When Nixon was President, he opened up dialogue with Red China.  The Right disapproved but kept their mouths shut.  Today China is no longer referred to as 'Red  China'.  Today  China uses free market and entrepreneurial enterprise to improve their economy.  Today China loans us billions of dollars to fund our wars and social programs because we lack the courage to pay for it ourselves or to reduce the number of people we help socially.  Nor do we scale back the number of military wars and operations that we conduct around the world. (All this military activity is called 'protecting the national interest'  or 'meeting our obligations abroad.' )
Then Vietnam.  LBJ knew the war was a mistake, and was unwinnable.  But he kept going because he knew the Right would slam him for any deviation from the decision to fight communists wherever they were.  This was (and is) the kind of fear The Right has instilled in us for too many years.

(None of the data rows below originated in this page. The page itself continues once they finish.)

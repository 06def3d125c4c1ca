//! Timezone resolution -- calendar-embedded VTIMEZONE definitions plus the IANA database.
//!
//! A [`TimezoneTable`] is built once per document. A [`ZoneResolver`] borrows it
//! together with the reader configuration and turns [`CalTime`] values into UTC
//! instants. Nothing here is global: two documents never share a table.

use std::collections::HashMap;

use chrono::{DateTime, Duration, FixedOffset, NaiveDateTime, NaiveTime, Offset, TimeZone, Utc};
use chrono_tz::Tz;

use crate::component::Component;
use crate::config::{ReaderConfig, ZonePolicy};
use crate::dst::{local_to_utc, DstPolicy};
use crate::error::{ReadError, Result};
use crate::expander::RuleIter;
use crate::rule::{RecurrenceRule, RuleEnd};
use crate::value::{parse_date_time, parse_time_list, parse_utc_offset, CalTime, TimeBasis};

/// One STANDARD or DAYLIGHT block of a VTIMEZONE.
#[derive(Debug, Clone, PartialEq, Eq)]
pub struct Observance {
    /// First onset, as local time under `offset_from`.
    pub onset: NaiveDateTime,
    pub offset_from: FixedOffset,
    pub offset_to: FixedOffset,
    pub rule: Option<RecurrenceRule>,
    pub rdates: Vec<NaiveDateTime>,
}

impl Observance {
    fn from_component(c: &Component) -> Result<Self> {
        let prop = |name: &str| c.property(name).ok_or_else(|| ReadError::missing(name));

        let dtstart = prop("DTSTART")?;
        let onset = parse_date_time(&dtstart.value, None)
            .ok_or_else(|| ReadError::invalid("DTSTART", &dtstart.value))?
            .local;
        let offset = |name: &str| -> Result<FixedOffset> {
            let p = prop(name)?;
            parse_utc_offset(&p.value).ok_or_else(|| ReadError::invalid(name, &p.value))
        };
        let rule = c
            .property("RRULE")
            .map(|p| RecurrenceRule::parse(&p.value))
            .transpose()?;
        let rdates = c
            .properties_named("RDATE")
            .map(parse_time_list)
            .collect::<Result<Vec<_>>>()?
            .into_iter()
            .flatten()
            .map(|t| t.local)
            .collect();

        Ok(Observance {
            onset,
            offset_from: offset("TZOFFSETFROM")?,
            offset_to: offset("TZOFFSETTO")?,
            rule,
            rdates,
        })
    }

    /// Latest onset at or before `local`.
    fn last_onset(&self, local: NaiveDateTime) -> Option<NaiveDateTime> {
        if self.onset > local {
            return None;
        }
        let from_rule = self.rule.as_ref().and_then(|rule| {
            let until = match &rule.end {
                RuleEnd::Until(until) => until.local,
                _ => NaiveDateTime::MAX,
            };
            self.last_rule_onset(rule, local.min(until))
        });
        let from_rdates = self.rdates.iter().copied().filter(|t| *t <= local).max();

        [Some(self.onset), from_rule, from_rdates]
            .into_iter()
            .flatten()
            .max()
    }

    /// Latest rule instance at or before `limit`.
    ///
    /// Observances often start centuries back (Outlook writes `16010101T020000`),
    /// so the walk resumes a few periods before `limit` and only widens the
    /// look-back when those periods hold no instance.
    fn last_rule_onset(&self, rule: &RecurrenceRule, limit: NaiveDateTime) -> Option<NaiveDateTime> {
        let latest = |iter: RuleIter<'_>| iter.take_while(|t| *t <= limit).last();
        if matches!(rule.end, RuleEnd::Count(_)) {
            return latest(RuleIter::new(rule, self.onset, Some(limit)));
        }

        let current = RuleIter::period_index(rule, self.onset, limit);
        let mut back = 1;
        while current - back > 0 {
            let found = latest(RuleIter::resume(rule, self.onset, Some(limit), current - back));
            if found.is_some() {
                return found;
            }
            back = back.saturating_mul(2);
        }
        latest(RuleIter::new(rule, self.onset, Some(limit)))
    }

    /// Clocks move forward when this observance starts.
    fn is_forward(&self) -> bool {
        self.offset_to.local_minus_utc() > self.offset_from.local_minus_utc()
    }
}

/// A VTIMEZONE definition.
#[derive(Debug, Clone, PartialEq, Eq)]
pub struct TimezoneDef {
    pub tzid: String,
    pub observances: Vec<Observance>,
}

impl TimezoneDef {
    /// Build a definition from a `VTIMEZONE` component.
    ///
    /// # Errors
    /// Returns `ReadError::InvalidPropertyValue` if TZID is missing or an
    /// observance lacks DTSTART / TZOFFSETFROM / TZOFFSETTO.
    pub fn from_component(c: &Component) -> Result<Self> {
        let tzid = c
            .property("TZID")
            .map(|p| p.value.trim().to_string())
            .ok_or_else(|| ReadError::missing("TZID"))?;
        let observances = c
            .children
            .iter()
            .filter(|child| child.name == "STANDARD" || child.name == "DAYLIGHT")
            .map(Observance::from_component)
            .collect::<Result<Vec<_>>>()?;
        if observances.is_empty() {
            return Err(ReadError::invalid_because("TZID", &tzid, "no STANDARD or DAYLIGHT block"));
        }
        Ok(TimezoneDef { tzid, observances })
    }

    /// The observance in effect at the given local time, with its latest onset.
    fn observance_at(&self, local: NaiveDateTime) -> Option<(NaiveDateTime, &Observance)> {
        self.observances
            .iter()
            .filter_map(|o| o.last_onset(local).map(|onset| (onset, o)))
            .max_by_key(|(onset, _)| *onset)
    }

    /// UTC offset in effect at the given local time.
    ///
    /// Times in the repeated hour get the offset of the earlier instant.
    pub fn offset_at(&self, local: NaiveDateTime) -> FixedOffset {
        match self.observance_at(local) {
            Some((_, o)) => o.offset_to,
            None => self.initial_offset(),
        }
    }

    /// Before the first onset the earliest observance's "from" offset applies.
    fn initial_offset(&self) -> FixedOffset {
        self.observances
            .iter()
            .min_by_key(|o| o.onset)
            .map_or_else(|| Utc.fix(), |o| o.offset_from)
    }

    /// Map a wall-clock reading to UTC, applying `gap` to times skipped by a
    /// forward transition.
    ///
    /// Returns `None` only for gap times under [`DstPolicy::Skip`].
    pub fn to_utc(&self, local: NaiveDateTime, gap: DstPolicy) -> Option<DateTime<Utc>> {
        let offset = match self.observance_at(local) {
            Some((onset, o)) if o.is_forward() && local < onset + gap_length(o) => match gap {
                DstPolicy::Skip => return None,
                DstPolicy::ShiftForward => o.offset_from,
            },
            Some((_, o)) => o.offset_to,
            None => self.initial_offset(),
        };
        let utc = local - Duration::seconds(i64::from(offset.local_minus_utc()));
        Some(Utc.from_utc_datetime(&utc))
    }
}

fn gap_length(o: &Observance) -> Duration {
    Duration::seconds(i64::from(o.offset_to.local_minus_utc() - o.offset_from.local_minus_utc()))
}

/// Mapping from TZID to embedded definition, scoped to one document.
#[derive(Debug, Clone, Default, PartialEq, Eq)]
pub struct TimezoneTable {
    defs: HashMap<String, TimezoneDef>,
}

impl TimezoneTable {
    pub fn insert(&mut self, def: TimezoneDef) {
        self.defs.insert(def.tzid.clone(), def);
    }

    pub fn get(&self, tzid: &str) -> Option<&TimezoneDef> {
        self.defs.get(tzid)
    }

    pub fn len(&self) -> usize {
        self.defs.len()
    }

    pub fn is_empty(&self) -> bool {
        self.defs.is_empty()
    }

    /// Find a zone by TZID: embedded definitions first, then the IANA database.
    pub fn lookup(&self, tzid: &str) -> Option<Zone<'_>> {
        let tzid = tzid.trim();
        if let Some(def) = self.defs.get(tzid) {
            return Some(Zone::Defined(def));
        }
        // Globally unique TZIDs are prefixed with a solidus.
        let name = tzid.strip_prefix('/').unwrap_or(tzid);
        if let Some(def) = self.defs.get(name) {
            return Some(Zone::Defined(def));
        }
        name.parse::<Tz>().ok().map(Zone::Iana)
    }
}

/// A resolved timezone.
#[derive(Debug, Clone, Copy, PartialEq)]
pub enum Zone<'a> {
    Utc,
    Iana(Tz),
    Defined(&'a TimezoneDef),
}

impl Zone<'_> {
    /// Map a wall-clock reading in this zone to UTC.
    pub fn to_utc(&self, local: NaiveDateTime, gap: DstPolicy) -> Option<DateTime<Utc>> {
        match self {
            Zone::Utc => Some(Utc.from_utc_datetime(&local)),
            Zone::Iana(tz) => local_to_utc(tz, local, gap),
            Zone::Defined(def) => def.to_utc(local, gap),
        }
    }
}

/// A zone plus the extra rules for one [`TimeBasis`].
#[derive(Debug, Clone, Copy, PartialEq)]
pub struct Anchor<'a> {
    zone: Zone<'a>,
    /// Replaces the time of day for all-day values.
    day_start: Option<NaiveTime>,
    gap: DstPolicy,
}

impl Anchor<'_> {
    /// UTC instant of a wall-clock reading. `None` when the DST policy drops it.
    pub fn to_utc(&self, local: NaiveDateTime) -> Option<DateTime<Utc>> {
        let local = match self.day_start {
            Some(time) => local.date().and_time(time),
            None => local,
        };
        self.zone.to_utc(local, self.gap)
    }
}

/// Resolves values of one document under one configuration and query zone.
#[derive(Debug, Clone)]
pub struct ZoneResolver<'a> {
    table: &'a TimezoneTable,
    floating: Zone<'a>,
    all_day: Zone<'a>,
    all_day_start: NaiveTime,
    gap: DstPolicy,
}

impl<'a> ZoneResolver<'a> {
    /// # Errors
    /// Returns `ReadError::Config` when a [`ZonePolicy::Named`] zone is unknown.
    pub fn new(
        table: &'a TimezoneTable,
        calendar_zone: Option<&str>,
        query_zone: Option<Tz>,
        config: &ReaderConfig,
    ) -> Result<Self> {
        let pick = |policy: &ZonePolicy| -> Result<Zone<'a>> {
            Ok(match policy {
                ZonePolicy::Utc => Zone::Utc,
                ZonePolicy::Query => query_zone.map_or(Zone::Utc, Zone::Iana),
                ZonePolicy::Calendar => match calendar_zone {
                    Some(name) => table.lookup(name).unwrap_or_else(|| {
                        tracing::warn!(timezone = name, "unknown calendar timezone, using UTC");
                        Zone::Utc
                    }),
                    None => Zone::Utc,
                },
                ZonePolicy::Named(name) => table
                    .lookup(name)
                    .ok_or_else(|| ReadError::Config(format!("unknown timezone {name:?}")))?,
            })
        };

        Ok(ZoneResolver {
            table,
            floating: pick(&config.floating_zone)?,
            all_day: pick(&config.all_day_zone)?,
            all_day_start: config.all_day_start,
            gap: config.dst_gap,
        })
    }

    /// The anchor for values of the given basis.
    ///
    /// # Errors
    /// Returns `ReadError::InvalidPropertyValue` for a TZID with no definition.
    pub fn anchor(&self, basis: &TimeBasis) -> Result<Anchor<'a>> {
        let (zone, day_start) = match basis {
            TimeBasis::AllDay => (self.all_day, Some(self.all_day_start)),
            TimeBasis::Utc => (Zone::Utc, None),
            TimeBasis::Floating => (self.floating, None),
            TimeBasis::Zone(tzid) => (
                self.table
                    .lookup(tzid)
                    .ok_or_else(|| ReadError::invalid_because("TZID", tzid, "unknown timezone"))?,
                None,
            ),
        };
        Ok(Anchor {
            zone,
            day_start,
            gap: self.gap,
        })
    }

    /// UTC instant of a single value. `Ok(None)` when the DST policy drops it.
    pub fn resolve(&self, value: &CalTime) -> Result<Option<DateTime<Utc>>> {
        Ok(self.anchor(&value.basis)?.to_utc(value.local))
    }
}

There is nothing wrong with debate over conflicting ideas and philosophies.  Even name calling is acceptable.  Even hateful speech of a personal character ought to be permitted but admonished.
Where The Right does wrong is their poisonous accusations of TREASON.
Year after year after year Right Wing zealots charge Americans with whom they disagree with slanderous names that smacked of treason or disloyalty.
That divides the country.  That damages the First Amendment.  That is totalitarian in nature and kind.